Modulation Of Hepatocellular Trpm7-like Currents By A Ca2+/calmodulin-sensitive Pathway

Abstract

Non-selective cation currents play integral roles in countering cell swelling, inducing apoptotic cell shrinkage, mediating Ca2+ influx and controlling Mg2+ homeostasis. The ‘chanzymes’ TRPM6 and TRPM7 are regulated by cytosolic Mg2+, and, under specific recording conditions, Mg-ATP or cell swelling. We recently identified a Mg2+-inhibited and outwardly rectifying cation current in both rat hepatocytes and the polarized rat hepatoma x human skin fibroblast cross, WIF-B. Here we investigated the regulation of these currents by cytosolic Ca2+. Under standard whole-cell recording conditions in which cells were bathed and dialyzed with Na-gluconate solutions, the latter Ca2+- and Mg2+-free, currents reversed close to 0 mV, showed no time dependence, and were 23 times higher at +120 mV as compared with -120 mV. Current at +120 mV developed slowly over dialysis, from 17.7±10.3 pA/pF at patch rupture to 106.5±15.6 pA/pF at 12 min. Inward current at -120 mV did not change significantly. Pipette solution containing Ca2+ inhibited current development with an IC50 of 125±35 nM. 50 μM W-7 or 200 nM staurosporine relieved the inhibition by 1 μM Ca2+, implicating channel regulation by a Ca2+/calmodulin-dependent kinase (CaMK).

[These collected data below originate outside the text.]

use fraction::Fraction;
use itertools::Itertools;

use cantus::primitives::{
    Event, Harmony, Lyric, Measure, Note, Pitch, Rest, Step, Tie,
    TimeSignature,
};
use cantus::score::{Part, Score, ScoreAttrs, Voice};
use cantus::tlr::{
    decode, decode_with_attrs, encode, encode_scope, ParseReason,
    TlrScope,
};

fn frac(num: u64, den: u64) -> Fraction {
    Fraction::new(num, den)
}

fn choral_attrs() -> ScoreAttrs {
    ScoreAttrs {
        key: "E minor".parse().unwrap(),
        time: TimeSignature::new(4, 4),
        tempo: Some(96),
        style: Some("chorale".to_string()),
    }
}

/// Two parts, one voice each, two measures each, with a harmony
/// annotation, a lyric syllable and a tied note along the way.
fn choral_score() -> Score {
    let mut soprano_m1 = Measure::new(1);
    soprano_m1
        .push(Event::Harmony(Harmony::new(frac(0, 1), "Em")))
        .unwrap();
    soprano_m1
        .push(Event::Lyric(Lyric::new(frac(0, 1), "Ky-")))
        .unwrap();
    soprano_m1
        .push(Event::Note(Note::new(
            frac(0, 1),
            frac(1, 4),
            Pitch::natural(Step::E, 5),
        )))
        .unwrap();
    soprano_m1
        .push(Event::Note(Note::new(
            frac(1, 4),
            frac(1, 4),
            "F#5".parse().unwrap(),
        )))
        .unwrap();
    soprano_m1
        .push(Event::Note(
            Note::new(frac(1, 2), frac(1, 2), Pitch::natural(Step::G, 5))
                .tied(Tie::Start),
        ))
        .unwrap();

    let mut soprano_m2 = Measure::new(2);
    soprano_m2
        .push(Event::Note(
            Note::new(frac(0, 1), frac(1, 4), Pitch::natural(Step::G, 5))
                .tied(Tie::Stop),
        ))
        .unwrap();
    soprano_m2
        .push(Event::Rest(Rest::new(frac(1, 4), frac(3, 4))))
        .unwrap();

    let mut alto_m1 = Measure::new(1);
    alto_m1
        .push(Event::Note(Note::new(
            frac(0, 1),
            frac(1, 2),
            Pitch::natural(Step::B, 4),
        )))
        .unwrap();
    alto_m1
        .push(Event::Note(Note::new(
            frac(1, 2),
            frac(1, 2),
            Pitch::natural(Step::B, 4),
        )))
        .unwrap();
    let mut alto_m2 = Measure::new(2);
    alto_m2
        .push(Event::Rest(Rest::new(frac(0, 1), frac(1, 1))))
        .unwrap();

    let mut soprano_voice = Voice::new(1);
    soprano_voice.push_measure(soprano_m1).unwrap();
    soprano_voice.push_measure(soprano_m2).unwrap();
    let mut soprano = Part::new("Soprano");
    soprano.push_voice(soprano_voice).unwrap();

    let mut alto_voice = Voice::new(1);
    alto_voice.push_measure(alto_m1).unwrap();
    alto_voice.push_measure(alto_m2).unwrap();
    let mut alto = Part::new("Alto");
    alto.push_voice(alto_voice).unwrap();

    Score::new(choral_attrs(), vec![soprano, alto]).unwrap()
}

#[test]
fn encode_is_deterministic() {
    let score = choral_score();
    assert_eq!(encode(&score), encode(&score));
}

#[test]
fn encode_emits_the_fixed_grammar() {
    let score = choral_score();
    let text = encode(&score);
    let expected = [
        "PART Soprano",
        "VOICE 1",
        "MEASURE 1",
        "HARMONY t=0 symbol=Em",
        "LYRIC t=0 text=Ky-",
        "NOTE t=0 dur=1/4 pitch=E5",
        "NOTE t=1/4 dur=1/4 pitch=F#5",
        "NOTE t=1/2 dur=1/2 pitch=G5 tie=start",
        "MEASURE 2",
        "NOTE t=0 dur=1/4 pitch=G5 tie=stop",
        "REST t=1/4 dur=3/4",
        "PART Alto",
        "VOICE 1",
        "MEASURE 1",
        "NOTE t=0 dur=1/2 pitch=B4",
        "NOTE t=1/2 dur=1/2 pitch=B4",
        "MEASURE 2",
        "REST t=0 dur=1",
    ];
    text.trim_end()
        .lines()
        .zip_eq(expected)
        .for_each(|(line, want)| assert_eq!(line, want));
}

#[test]
fn round_trip_identity() {
    let score = choral_score();
    let decoded =
        decode_with_attrs(&encode(&score), choral_attrs()).unwrap();
    assert_eq!(decoded, score);
}

#[test]
fn round_trip_preserves_equivalent_rational_forms() {
    // 2/8 and 1/4 are the same value; the re-encoded text settles on
    // the reduced form and the trees compare equal.
    let first = decode(
        "PART S\nVOICE 1\nMEASURE 1\nNOTE t=0 dur=2/8 pitch=C4\n",
    )
    .unwrap();
    let second = decode(
        "PART S\nVOICE 1\nMEASURE 1\nNOTE t=0 dur=1/4 pitch=C4\n",
    )
    .unwrap();
    assert_eq!(first, second);
    assert!(encode(&first).contains("dur=1/4"));
}

#[test]
fn scope_restricts_parts_and_measures() {
    let score = choral_score();
    let alto_only =
        encode_scope(&score, &TlrScope::all().with_parts(&[1]));
    assert!(alto_only.starts_with("PART Alto"));
    assert!(!alto_only.contains("Soprano"));

    let first_measures = encode_scope(
        &score,
        &TlrScope::all().with_measures(1, 1),
    );
    assert!(first_measures.contains("MEASURE 1"));
    assert!(!first_measures.contains("MEASURE 2"));

    let corner = encode_scope(
        &score,
        &TlrScope::all().with_parts(&[0]).with_measures(2, 2),
    );
    assert!(corner.contains("PART Soprano"));
    assert!(corner.contains("tie=stop"));
    assert!(!corner.contains("PART Alto"));
    assert!(!corner.contains("MEASURE 1"));
}

#[test]
fn scoped_fragments_decode_on_their_own() {
    let score = choral_score();
    let fragment = encode_scope(
        &score,
        &TlrScope::all().with_parts(&[0]).with_measures(1, 1),
    );
    let decoded = decode(&fragment).unwrap();
    assert_eq!(decoded.parts().len(), 1);
    assert_eq!(decoded.parts()[0].name(), "Soprano");
}

#[test]
fn decoder_rejects_line_noise_with_addresses() {
    // A natural-language apology instead of TLR, the classic model
    // failure mode.
    let err = decode("Sorry, I cannot transform this score.\n")
        .unwrap_err();
    assert_eq!(err.line, 1);
    assert!(matches!(err.reason, ParseReason::UnknownLine(_)));

    let err = decode(
        "PART S\nVOICE 1\nMEASURE 1\nNOTE t=0 dur=1/4 pitch=C4\n\
         MEASURE 1\n",
    )
    .unwrap_err();
    assert_eq!(err.line, 5);
    assert!(matches!(err.reason, ParseReason::Structure(_)));

    let err = decode(
        "PART S\nVOICE 1\nMEASURE 1\n\
         NOTE t=1/4 dur=1/4 pitch=C4\nNOTE t=0 dur=1/4 pitch=D4\n",
    )
    .unwrap_err();
    assert_eq!(err.line, 5);
    assert!(matches!(err.reason, ParseReason::Integrity(_)));
}

#[test]
fn decoder_rejects_duplicate_onsets() {
    let err = decode(
        "PART S\nVOICE 1\nMEASURE 1\n\
         HARMONY t=0 symbol=Am\nHARMONY t=0 symbol=F\n",
    )
    .unwrap_err();
    assert_eq!(err.line, 5);
    assert!(matches!(err.reason, ParseReason::Integrity(_)));
}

To address the nature of the kinase involved, we dialyzed the cells with more specific inhibitors of myosin light-chain kinase (MLCK) and CaMKII. 2 μM AIP, the CaMKII inhibitor, allowed full development of current, whereas 5 μM ML-7 did not affect the Ca2+-dependent channel inhibition ¼. Inspection of the rat Trpm7 primary structure identified a specific CaMKII substrate sequence in the proximal C-terminus. Conversely neither a CaM-binding domain nor a MLCK substrate consensus sequence was identified. The combined results support the conclusion that these channels are inhibited by cytosolic concentrations of Ca2+ in a CaMKII-dependent manner. Supported by NSERC & the Jeanne Mance Foundation, Hotel Dieu Hospital.